Reply with nothing but how many lines in the entries below include "SessionStore".

#### Entries provided ####

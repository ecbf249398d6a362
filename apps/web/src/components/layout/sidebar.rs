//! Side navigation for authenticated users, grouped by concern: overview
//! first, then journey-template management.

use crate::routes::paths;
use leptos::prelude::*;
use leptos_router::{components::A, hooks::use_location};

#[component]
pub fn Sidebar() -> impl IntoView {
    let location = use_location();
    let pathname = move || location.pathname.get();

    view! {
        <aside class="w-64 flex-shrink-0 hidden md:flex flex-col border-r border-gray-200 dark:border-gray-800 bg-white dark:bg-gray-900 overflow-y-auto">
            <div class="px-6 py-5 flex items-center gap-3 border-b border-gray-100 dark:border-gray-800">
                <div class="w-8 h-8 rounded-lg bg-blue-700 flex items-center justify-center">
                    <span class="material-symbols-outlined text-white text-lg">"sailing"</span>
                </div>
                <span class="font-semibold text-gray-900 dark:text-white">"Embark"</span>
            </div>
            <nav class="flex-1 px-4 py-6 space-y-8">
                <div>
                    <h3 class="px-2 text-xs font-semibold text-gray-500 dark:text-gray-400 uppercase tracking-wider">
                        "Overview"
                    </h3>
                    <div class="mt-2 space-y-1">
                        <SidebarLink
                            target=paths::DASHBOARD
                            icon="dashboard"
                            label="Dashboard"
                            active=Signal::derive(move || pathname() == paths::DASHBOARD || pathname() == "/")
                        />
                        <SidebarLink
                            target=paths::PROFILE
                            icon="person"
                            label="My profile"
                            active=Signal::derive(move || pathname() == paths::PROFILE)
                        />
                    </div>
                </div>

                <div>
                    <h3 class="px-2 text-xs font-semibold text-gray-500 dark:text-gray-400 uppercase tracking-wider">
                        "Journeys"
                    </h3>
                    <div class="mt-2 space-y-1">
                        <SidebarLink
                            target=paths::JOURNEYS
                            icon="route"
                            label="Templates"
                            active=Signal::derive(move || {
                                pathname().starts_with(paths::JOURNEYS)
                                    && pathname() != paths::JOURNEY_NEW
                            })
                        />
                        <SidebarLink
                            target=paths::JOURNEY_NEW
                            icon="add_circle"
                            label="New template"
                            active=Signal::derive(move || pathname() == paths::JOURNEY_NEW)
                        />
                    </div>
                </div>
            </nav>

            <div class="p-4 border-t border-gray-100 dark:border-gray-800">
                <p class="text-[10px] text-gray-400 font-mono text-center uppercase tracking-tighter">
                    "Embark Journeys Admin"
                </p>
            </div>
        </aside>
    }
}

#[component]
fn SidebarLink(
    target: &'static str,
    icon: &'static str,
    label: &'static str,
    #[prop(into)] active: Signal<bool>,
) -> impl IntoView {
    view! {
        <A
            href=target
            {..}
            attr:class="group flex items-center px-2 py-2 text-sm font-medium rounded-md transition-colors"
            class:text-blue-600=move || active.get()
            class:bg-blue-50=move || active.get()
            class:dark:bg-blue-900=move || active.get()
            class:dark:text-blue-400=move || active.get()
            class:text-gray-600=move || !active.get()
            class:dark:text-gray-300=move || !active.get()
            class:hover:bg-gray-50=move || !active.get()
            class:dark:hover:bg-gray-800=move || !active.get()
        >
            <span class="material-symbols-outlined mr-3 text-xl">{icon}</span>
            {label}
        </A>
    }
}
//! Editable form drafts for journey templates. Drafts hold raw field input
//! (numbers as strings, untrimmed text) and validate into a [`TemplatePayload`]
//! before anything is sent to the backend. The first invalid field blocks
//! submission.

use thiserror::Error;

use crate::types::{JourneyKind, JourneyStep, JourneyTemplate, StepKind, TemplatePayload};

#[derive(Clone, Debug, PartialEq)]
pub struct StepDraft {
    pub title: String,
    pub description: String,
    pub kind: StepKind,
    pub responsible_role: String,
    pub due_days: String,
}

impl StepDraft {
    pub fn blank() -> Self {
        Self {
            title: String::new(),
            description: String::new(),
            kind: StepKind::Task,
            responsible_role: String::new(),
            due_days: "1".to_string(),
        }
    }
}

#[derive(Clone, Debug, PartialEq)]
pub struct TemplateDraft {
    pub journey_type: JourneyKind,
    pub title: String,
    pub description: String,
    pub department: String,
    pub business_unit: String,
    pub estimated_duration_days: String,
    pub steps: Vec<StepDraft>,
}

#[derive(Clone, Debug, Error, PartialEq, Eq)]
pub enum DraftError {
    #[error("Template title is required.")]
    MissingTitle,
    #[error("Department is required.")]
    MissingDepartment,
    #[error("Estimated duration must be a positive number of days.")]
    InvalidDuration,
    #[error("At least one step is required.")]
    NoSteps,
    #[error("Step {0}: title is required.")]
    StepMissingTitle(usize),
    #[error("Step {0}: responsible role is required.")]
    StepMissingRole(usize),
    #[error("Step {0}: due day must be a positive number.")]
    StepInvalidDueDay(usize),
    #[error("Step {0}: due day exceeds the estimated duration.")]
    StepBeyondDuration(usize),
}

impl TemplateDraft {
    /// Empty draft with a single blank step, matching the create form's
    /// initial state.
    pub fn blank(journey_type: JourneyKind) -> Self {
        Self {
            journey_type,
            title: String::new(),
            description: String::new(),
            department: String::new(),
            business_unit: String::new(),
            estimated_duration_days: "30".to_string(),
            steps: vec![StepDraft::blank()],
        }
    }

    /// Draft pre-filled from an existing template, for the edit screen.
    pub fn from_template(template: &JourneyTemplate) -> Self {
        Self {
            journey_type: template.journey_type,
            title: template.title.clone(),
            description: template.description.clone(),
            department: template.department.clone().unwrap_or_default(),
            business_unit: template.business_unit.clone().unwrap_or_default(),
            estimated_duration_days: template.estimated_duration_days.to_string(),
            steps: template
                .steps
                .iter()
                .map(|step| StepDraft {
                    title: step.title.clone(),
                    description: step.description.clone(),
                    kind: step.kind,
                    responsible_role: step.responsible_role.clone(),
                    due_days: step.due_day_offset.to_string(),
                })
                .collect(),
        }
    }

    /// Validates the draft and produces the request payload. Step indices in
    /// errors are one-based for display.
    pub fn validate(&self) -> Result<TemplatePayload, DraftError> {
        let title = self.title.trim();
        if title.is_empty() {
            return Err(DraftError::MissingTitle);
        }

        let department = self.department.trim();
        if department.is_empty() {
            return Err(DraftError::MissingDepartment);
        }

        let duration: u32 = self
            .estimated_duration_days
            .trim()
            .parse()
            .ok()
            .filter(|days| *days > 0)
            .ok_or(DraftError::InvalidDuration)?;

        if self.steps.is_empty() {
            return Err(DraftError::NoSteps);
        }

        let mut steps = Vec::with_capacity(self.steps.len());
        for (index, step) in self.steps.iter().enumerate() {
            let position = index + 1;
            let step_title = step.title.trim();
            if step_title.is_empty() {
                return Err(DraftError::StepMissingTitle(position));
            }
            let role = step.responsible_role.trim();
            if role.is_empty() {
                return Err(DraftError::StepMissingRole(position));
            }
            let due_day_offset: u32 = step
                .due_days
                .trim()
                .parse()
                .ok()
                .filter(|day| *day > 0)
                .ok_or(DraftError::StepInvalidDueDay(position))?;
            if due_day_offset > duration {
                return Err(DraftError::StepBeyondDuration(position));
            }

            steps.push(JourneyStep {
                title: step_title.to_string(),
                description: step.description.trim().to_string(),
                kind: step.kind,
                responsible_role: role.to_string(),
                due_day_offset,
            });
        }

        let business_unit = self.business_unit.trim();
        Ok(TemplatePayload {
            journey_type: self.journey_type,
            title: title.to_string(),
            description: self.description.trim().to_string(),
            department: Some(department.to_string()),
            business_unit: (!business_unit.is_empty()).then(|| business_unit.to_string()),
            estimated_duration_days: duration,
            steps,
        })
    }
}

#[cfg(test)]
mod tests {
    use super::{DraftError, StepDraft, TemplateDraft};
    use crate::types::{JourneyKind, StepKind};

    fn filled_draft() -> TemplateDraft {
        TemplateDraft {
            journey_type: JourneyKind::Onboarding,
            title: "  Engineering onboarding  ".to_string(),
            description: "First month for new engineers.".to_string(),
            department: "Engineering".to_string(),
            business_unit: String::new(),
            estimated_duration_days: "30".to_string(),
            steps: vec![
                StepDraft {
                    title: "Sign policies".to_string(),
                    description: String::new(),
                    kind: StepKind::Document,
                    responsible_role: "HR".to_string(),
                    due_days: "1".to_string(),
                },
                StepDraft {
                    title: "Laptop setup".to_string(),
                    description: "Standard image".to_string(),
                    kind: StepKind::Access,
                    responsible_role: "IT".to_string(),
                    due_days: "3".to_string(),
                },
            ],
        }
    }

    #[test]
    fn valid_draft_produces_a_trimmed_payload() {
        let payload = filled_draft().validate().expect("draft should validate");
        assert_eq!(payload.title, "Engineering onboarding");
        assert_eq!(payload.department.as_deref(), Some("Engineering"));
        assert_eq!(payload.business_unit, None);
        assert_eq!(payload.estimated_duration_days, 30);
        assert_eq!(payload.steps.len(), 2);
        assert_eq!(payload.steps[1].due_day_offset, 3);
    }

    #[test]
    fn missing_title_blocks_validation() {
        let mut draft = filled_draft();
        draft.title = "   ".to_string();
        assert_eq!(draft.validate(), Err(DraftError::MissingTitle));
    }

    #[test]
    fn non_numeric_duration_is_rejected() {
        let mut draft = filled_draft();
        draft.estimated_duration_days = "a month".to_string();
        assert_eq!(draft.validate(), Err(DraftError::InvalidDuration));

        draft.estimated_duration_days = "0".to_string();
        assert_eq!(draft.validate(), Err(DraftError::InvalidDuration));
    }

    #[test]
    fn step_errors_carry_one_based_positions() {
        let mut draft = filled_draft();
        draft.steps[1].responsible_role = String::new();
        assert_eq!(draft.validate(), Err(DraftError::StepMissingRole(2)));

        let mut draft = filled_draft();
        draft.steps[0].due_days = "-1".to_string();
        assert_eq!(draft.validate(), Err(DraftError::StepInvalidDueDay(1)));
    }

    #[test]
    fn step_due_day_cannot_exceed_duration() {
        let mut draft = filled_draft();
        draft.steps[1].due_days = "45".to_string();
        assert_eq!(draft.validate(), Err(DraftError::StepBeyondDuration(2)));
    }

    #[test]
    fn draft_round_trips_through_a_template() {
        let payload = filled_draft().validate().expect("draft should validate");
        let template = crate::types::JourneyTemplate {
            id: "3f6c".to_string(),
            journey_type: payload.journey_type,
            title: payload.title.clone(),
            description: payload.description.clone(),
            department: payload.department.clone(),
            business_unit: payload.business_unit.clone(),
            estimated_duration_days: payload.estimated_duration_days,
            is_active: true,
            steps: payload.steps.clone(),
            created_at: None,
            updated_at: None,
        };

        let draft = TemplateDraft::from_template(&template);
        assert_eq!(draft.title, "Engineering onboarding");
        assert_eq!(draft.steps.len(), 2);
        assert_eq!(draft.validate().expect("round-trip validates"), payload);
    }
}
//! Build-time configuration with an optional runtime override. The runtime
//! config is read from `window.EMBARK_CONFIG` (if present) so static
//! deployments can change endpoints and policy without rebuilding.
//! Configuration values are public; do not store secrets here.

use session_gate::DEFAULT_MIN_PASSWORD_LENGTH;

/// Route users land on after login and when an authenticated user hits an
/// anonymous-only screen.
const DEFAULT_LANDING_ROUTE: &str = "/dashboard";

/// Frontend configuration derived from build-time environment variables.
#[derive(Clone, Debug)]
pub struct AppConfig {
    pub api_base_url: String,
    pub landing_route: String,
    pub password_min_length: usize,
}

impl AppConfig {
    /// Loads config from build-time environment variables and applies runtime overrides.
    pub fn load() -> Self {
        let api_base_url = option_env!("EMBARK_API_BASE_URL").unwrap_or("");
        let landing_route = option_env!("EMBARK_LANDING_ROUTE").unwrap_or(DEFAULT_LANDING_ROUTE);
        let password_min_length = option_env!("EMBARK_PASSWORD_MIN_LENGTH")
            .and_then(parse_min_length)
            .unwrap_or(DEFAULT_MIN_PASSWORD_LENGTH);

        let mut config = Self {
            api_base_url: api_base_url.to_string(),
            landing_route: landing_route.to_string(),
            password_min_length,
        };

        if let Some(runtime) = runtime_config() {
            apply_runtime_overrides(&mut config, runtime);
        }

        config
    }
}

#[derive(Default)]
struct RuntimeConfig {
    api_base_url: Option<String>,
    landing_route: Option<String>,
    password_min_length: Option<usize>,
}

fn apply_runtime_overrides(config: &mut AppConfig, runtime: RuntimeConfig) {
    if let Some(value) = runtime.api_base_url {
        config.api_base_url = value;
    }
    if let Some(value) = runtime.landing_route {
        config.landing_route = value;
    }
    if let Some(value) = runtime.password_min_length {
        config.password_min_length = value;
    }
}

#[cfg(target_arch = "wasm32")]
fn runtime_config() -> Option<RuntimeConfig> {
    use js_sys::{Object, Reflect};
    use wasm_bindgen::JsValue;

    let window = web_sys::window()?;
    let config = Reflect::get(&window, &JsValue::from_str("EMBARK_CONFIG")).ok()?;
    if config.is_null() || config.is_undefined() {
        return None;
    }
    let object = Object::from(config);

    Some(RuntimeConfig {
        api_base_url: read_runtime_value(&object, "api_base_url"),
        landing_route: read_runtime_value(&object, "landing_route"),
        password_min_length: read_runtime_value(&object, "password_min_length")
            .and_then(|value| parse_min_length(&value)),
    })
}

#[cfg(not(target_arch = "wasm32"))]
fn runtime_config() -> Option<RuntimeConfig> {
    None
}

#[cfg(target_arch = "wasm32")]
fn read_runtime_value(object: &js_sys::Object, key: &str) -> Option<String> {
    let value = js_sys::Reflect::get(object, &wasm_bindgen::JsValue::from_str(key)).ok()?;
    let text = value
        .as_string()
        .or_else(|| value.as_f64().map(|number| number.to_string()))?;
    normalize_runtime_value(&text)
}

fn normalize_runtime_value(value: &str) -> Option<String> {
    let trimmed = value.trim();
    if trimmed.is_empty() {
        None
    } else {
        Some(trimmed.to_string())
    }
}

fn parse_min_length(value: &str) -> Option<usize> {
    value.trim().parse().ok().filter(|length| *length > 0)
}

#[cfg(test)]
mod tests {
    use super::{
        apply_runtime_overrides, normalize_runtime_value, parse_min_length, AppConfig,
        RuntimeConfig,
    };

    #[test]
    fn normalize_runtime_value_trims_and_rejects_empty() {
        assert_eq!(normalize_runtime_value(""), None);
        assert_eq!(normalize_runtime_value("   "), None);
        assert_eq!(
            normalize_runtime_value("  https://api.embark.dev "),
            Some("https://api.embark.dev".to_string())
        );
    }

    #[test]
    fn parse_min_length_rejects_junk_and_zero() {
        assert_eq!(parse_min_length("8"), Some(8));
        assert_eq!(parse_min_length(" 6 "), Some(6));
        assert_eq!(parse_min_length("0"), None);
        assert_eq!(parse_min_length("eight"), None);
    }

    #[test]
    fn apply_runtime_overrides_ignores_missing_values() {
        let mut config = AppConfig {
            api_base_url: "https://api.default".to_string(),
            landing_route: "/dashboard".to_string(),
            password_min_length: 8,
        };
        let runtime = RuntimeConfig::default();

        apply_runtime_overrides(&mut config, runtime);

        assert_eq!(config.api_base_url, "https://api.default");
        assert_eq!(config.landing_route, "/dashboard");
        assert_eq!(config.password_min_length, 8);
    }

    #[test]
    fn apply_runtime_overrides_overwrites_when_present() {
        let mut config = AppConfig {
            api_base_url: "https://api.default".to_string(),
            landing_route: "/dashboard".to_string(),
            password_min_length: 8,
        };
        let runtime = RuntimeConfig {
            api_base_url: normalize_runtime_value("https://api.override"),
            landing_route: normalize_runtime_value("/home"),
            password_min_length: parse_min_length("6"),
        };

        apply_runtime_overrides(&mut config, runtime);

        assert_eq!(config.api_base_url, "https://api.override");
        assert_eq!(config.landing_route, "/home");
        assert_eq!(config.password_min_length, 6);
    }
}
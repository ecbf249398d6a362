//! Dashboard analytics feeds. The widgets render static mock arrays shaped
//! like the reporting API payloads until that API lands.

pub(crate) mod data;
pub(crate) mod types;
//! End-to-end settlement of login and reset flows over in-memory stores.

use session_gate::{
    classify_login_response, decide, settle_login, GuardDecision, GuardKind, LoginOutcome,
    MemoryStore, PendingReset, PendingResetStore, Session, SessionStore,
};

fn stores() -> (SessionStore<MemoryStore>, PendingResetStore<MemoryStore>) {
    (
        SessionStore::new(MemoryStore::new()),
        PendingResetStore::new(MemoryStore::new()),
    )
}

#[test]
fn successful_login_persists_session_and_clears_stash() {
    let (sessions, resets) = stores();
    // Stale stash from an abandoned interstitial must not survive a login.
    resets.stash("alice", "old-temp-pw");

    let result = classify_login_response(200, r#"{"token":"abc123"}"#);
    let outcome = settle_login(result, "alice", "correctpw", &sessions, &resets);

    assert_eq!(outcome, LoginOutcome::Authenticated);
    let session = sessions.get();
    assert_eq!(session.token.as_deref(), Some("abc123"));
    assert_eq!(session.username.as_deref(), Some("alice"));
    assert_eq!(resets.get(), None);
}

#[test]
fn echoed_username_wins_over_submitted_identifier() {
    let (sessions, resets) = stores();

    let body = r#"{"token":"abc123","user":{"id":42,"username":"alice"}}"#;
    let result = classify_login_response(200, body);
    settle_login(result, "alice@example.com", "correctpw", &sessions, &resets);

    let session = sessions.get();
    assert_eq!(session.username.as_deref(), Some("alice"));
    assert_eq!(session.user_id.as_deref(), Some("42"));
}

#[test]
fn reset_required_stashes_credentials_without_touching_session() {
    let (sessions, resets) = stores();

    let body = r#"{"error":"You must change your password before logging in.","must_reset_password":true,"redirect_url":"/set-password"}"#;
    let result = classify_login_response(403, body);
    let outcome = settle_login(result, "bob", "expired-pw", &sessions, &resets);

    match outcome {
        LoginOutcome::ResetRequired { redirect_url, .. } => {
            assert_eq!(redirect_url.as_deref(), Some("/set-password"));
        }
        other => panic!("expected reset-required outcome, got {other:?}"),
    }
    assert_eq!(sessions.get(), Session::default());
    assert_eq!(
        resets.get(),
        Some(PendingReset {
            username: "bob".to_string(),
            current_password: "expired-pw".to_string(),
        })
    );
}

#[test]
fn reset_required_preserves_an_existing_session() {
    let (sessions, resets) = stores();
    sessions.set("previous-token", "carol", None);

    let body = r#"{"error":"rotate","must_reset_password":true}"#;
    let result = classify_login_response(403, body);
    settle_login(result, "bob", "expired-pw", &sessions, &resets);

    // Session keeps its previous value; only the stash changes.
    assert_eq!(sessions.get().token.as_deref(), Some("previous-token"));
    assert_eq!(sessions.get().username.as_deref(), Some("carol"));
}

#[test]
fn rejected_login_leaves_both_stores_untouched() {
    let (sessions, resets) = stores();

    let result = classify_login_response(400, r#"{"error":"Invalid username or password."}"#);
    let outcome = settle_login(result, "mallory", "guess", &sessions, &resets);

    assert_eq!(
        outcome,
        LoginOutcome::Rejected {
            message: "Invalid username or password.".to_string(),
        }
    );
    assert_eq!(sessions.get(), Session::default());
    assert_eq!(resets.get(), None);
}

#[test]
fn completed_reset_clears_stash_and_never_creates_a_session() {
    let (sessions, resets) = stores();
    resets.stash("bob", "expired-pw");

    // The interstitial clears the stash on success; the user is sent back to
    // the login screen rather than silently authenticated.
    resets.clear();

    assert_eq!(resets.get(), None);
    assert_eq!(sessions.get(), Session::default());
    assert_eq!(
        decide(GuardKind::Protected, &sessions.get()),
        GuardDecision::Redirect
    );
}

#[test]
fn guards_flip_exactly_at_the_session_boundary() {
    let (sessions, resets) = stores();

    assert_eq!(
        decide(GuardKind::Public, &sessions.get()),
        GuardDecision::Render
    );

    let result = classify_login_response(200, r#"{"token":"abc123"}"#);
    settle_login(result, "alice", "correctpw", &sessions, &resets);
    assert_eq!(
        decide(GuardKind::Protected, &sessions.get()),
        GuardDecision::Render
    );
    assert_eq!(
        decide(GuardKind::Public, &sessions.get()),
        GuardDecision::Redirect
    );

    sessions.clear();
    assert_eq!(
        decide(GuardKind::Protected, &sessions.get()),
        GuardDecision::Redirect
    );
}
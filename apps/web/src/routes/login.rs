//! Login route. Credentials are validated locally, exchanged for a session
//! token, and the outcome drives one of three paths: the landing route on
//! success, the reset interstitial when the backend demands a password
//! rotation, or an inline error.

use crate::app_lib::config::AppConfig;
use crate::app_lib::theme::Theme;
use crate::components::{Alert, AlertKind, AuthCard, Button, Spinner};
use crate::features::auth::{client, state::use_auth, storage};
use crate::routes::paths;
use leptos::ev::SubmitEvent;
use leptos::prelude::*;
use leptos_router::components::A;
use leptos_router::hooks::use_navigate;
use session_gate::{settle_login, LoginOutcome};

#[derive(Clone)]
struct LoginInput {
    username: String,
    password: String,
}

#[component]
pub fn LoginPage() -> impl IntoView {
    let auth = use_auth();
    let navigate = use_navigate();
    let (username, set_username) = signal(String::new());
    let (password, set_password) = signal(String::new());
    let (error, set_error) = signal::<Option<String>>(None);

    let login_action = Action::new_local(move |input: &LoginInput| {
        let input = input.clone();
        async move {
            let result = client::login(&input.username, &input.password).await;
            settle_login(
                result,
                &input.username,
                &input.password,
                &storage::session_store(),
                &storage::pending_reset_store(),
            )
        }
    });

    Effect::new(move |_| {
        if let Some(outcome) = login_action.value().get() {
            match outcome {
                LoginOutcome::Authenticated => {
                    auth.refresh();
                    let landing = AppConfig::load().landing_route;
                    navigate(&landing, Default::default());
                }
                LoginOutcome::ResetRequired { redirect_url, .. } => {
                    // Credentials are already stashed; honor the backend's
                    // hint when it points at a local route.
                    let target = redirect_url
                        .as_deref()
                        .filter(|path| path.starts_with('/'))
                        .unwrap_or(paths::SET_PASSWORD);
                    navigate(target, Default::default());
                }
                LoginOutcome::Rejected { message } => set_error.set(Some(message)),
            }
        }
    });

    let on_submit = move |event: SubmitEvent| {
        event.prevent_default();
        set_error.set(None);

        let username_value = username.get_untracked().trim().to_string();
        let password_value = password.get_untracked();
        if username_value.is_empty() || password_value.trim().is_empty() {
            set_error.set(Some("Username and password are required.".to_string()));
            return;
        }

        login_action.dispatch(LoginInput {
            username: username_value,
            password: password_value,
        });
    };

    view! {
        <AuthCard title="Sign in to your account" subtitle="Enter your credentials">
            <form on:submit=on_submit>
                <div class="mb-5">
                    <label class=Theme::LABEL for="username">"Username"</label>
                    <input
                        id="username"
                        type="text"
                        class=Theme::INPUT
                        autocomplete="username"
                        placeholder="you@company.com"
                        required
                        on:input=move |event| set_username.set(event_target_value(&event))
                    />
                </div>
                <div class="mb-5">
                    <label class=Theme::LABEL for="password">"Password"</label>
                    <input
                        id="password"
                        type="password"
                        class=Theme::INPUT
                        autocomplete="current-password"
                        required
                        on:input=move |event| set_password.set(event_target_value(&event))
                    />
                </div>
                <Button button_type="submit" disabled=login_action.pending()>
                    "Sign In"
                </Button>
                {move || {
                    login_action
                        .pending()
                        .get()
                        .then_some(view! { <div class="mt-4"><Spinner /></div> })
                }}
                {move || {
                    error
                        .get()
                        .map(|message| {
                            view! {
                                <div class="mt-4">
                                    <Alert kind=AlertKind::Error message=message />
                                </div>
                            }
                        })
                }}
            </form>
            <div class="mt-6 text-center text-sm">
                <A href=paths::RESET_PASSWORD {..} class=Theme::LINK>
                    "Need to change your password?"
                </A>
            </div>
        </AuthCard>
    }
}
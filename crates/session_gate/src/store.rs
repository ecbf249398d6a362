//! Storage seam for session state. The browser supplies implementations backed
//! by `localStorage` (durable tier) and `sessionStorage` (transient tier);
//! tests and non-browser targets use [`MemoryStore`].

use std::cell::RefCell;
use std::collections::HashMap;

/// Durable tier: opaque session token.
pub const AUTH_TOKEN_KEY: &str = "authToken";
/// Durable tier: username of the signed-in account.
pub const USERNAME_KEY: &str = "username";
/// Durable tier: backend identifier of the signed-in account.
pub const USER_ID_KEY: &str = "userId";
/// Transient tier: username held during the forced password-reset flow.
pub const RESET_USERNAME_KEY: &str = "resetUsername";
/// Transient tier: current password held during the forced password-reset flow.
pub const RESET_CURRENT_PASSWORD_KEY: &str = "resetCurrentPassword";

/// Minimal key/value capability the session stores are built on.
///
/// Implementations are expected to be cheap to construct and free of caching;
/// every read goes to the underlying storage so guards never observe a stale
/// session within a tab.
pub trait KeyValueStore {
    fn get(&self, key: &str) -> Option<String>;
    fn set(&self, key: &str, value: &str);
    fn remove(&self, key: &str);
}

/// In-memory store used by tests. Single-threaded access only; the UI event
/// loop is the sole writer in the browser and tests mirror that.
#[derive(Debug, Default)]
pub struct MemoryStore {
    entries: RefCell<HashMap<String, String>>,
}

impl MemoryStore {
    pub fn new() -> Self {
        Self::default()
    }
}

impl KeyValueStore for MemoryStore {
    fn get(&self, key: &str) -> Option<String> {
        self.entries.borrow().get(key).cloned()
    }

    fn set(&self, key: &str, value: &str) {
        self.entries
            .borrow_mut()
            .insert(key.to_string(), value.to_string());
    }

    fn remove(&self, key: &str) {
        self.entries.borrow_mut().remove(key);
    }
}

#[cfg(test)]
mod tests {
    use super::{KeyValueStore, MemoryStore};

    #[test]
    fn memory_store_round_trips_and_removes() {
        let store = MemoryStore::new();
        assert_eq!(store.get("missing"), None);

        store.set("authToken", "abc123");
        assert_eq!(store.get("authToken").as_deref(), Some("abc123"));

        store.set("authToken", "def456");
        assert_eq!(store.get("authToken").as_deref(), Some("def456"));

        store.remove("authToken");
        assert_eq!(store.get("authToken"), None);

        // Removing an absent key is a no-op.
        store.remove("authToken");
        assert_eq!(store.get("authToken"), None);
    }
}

####

**Response below:** 3